1
Logan
There she was, sitting on the opposite side of the carriage – just a few seats ahead, staring out through the window at the world outside.
The morning sun was harsh on her freckled cheeks. It suited her.
Her hair was bound up high on her head, with messy little strands spiralling down. Mousy, with shimmers of gold. That suited her, too.
There was a faded blue bag on the seat next to her, and a thick, worn paperback clasped tight under her arm.
Nervous.
The girl was nervous.
The girl was pretty, too.
Her fingers twisted in her lap, over and over. I could practically hear her shallow breaths, even over the whistle as the train pulled from the station.
I knew the route by heart, since I’d been travelling it daily for nine years straight. I knew the line of oak trees past the Sunnydale viaduct. I knew the corner shop sign with its fresh newspaper headline every morning on Callow road. I knew the five red doorways along the station at Wenton – even the one with the streak of paint missing.
I knew the people going about their lives like clockwork, just like me. The woman always tapping on her phone as she stepped onboard at Eastworth, ignorant of the passersby. The man with the messy blond beard, always cursing under his breath at Newstone as he tried to find his rail pass. The elderly woman at Churchley, with a permanent scowl and a garish floral scarf that she’d been wearing for years, always tied in the same lopsided bow under the chin.
Not once did I ever say hello to a single person on that train journey. Not a smile, nor a wave, and never so much as a mutter of a good morning. I barely even gave them a glance.
Yet still, I couldn’t stop looking at her. The girl on the train that morning.
She’d dashed onboard at Eddington station, flushed even though she had a good clear two minutes before the train left. She dropped herself down into her seat with a huge gasp of breath, and I would’ve usually pulled my own paperback from my briefcase, but I didn’t.
I couldn’t pull my eyes away from the girl as she grabbed the book from under her arm and flicked it open to halfway through. Her bookmark was faded pink. She pinched it between her knees and I caught a glimpse of the cover.

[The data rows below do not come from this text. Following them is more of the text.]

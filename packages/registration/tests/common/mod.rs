//! Shared helpers for registration integration tests.

#![allow(dead_code)]

use async_trait::async_trait;
use flowt_registration::{
    Field, Registration, RegistrationClient, RegistrationError, RegistrationWorkflow, Result,
};
use std::sync::{Arc, Mutex};
use tokio::sync::Notify;

#[derive(Debug, Clone, Copy)]
enum Reply {
    Accept,
    Status(u16),
    Unreachable,
}

/// In-memory registration service that records every request it receives.
#[derive(Debug)]
pub struct FakeRegistrationService {
    reply: Reply,
    calls: Arc<Mutex<Vec<Registration>>>,
    gate: Option<Arc<Notify>>,
}

impl FakeRegistrationService {
    fn new(reply: Reply) -> Self {
        Self {
            reply,
            calls: Arc::new(Mutex::new(Vec::new())),
            gate: None,
        }
    }

    pub fn accepting() -> Self {
        Self::new(Reply::Accept)
    }

    pub fn responding(status: u16) -> Self {
        Self::new(Reply::Status(status))
    }

    pub fn unreachable() -> Self {
        Self::new(Reply::Unreachable)
    }

    /// Hold every response until `gate` is notified.
    pub fn gated(mut self, gate: Arc<Notify>) -> Self {
        self.gate = Some(gate);
        self
    }

    pub fn calls(&self) -> Arc<Mutex<Vec<Registration>>> {
        Arc::clone(&self.calls)
    }
}

#[async_trait]
impl RegistrationClient for FakeRegistrationService {
    async fn register(&self, registration: &Registration) -> Result<()> {
        self.calls.lock().unwrap().push(registration.clone());

        if let Some(gate) = &self.gate {
            gate.notified().await;
        }

        match self.reply {
            Reply::Accept => Ok(()),
            Reply::Status(status) => Err(RegistrationError::ServerRejected { status }),
            Reply::Unreachable => Err(RegistrationError::Transport {
                message: "connection refused".to_string(),
            }),
        }
    }
}

/// Workflow with a valid Business Owner draft already typed in.
pub fn filled_workflow<C: RegistrationClient>(client: C) -> RegistrationWorkflow<C> {
    let workflow = RegistrationWorkflow::new(client);
    workflow.edit(Field::Name, "Jane Doe");
    workflow.edit(Field::Email, "jane@x.com");
    workflow.edit(Field::Phone, "9876543210");
    workflow.edit(Field::Occupation, "Business Owner");
    workflow
}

Gone with the Wind by Margaret Mitchell.
Interesting.
It shocked me just how surprised I was to see such a classic novel in young hands. Small-minded and judgmental on my part. Shame on me and my forty-one years of trying to be a better man than that.
I looked at her fresh, searching for signs of her literary tastefulness, but there was nothing that stood out. She was still the freckled girl in her early twenties, tapping her foot with nerves as the train chugged towards London.
I wondered where she was going, heading into the city before eight a.m.
I wondered what was making her so nervous.
I wondered what her name was, and if I’d ever see her again, even though it shouldn’t matter in the slightest.
London came closer.
People came and went, station to station. The carriage filled up, people hovering for just a stop or two before heading off for their day. Still, she stayed in her seat, just like me.
Until we came to Harrow.
The train pulled into my usual stop, and the same crowd of people roused from the carriage. I picked up my briefcase and prepared myself to walk right on by her on my way out, just to get a closer look at her. But no. The girl was up faster than the rest of us. She flung her bag over her shoulder and shoved her novel in the side pocket, then was off like a whippet up the carriage aisle, without so much as a glance behind her.
Hence, she didn’t notice that she left her battered pink bookmark on the floor behind her.
It was only me, staring at the seat in her wake, that noticed the sad little memento.
I picked it up.
It was leather, old and worn. I turned it in my hands, and saw a name scrawled in gold.
Chloe.
Little Miss Tattered Paperback was clearly called Chloe.
I followed her out onto the station, intending to hand it back, but she was already gone, up the main stairwell with enough of a bounce to clear them two at a time. The white rabbit on a run.
Chloe.
I slipped the bookmark into my inside pocket and watched her dash out of the platform exit on the other side of the track.
Farewell, Chloe.
I guessed I’d never see her again.
2
Chloe
Crap, crap, crap.
Harrow station came around so quick. Too quick. Too quick to get to my senses, even though they’d been on edge the whole journey.
I was nervous. Just like always. It’s a bad combination – being nervous of everything and as disorganised as you can possibly be in your life. Go figure, but I was still battling it.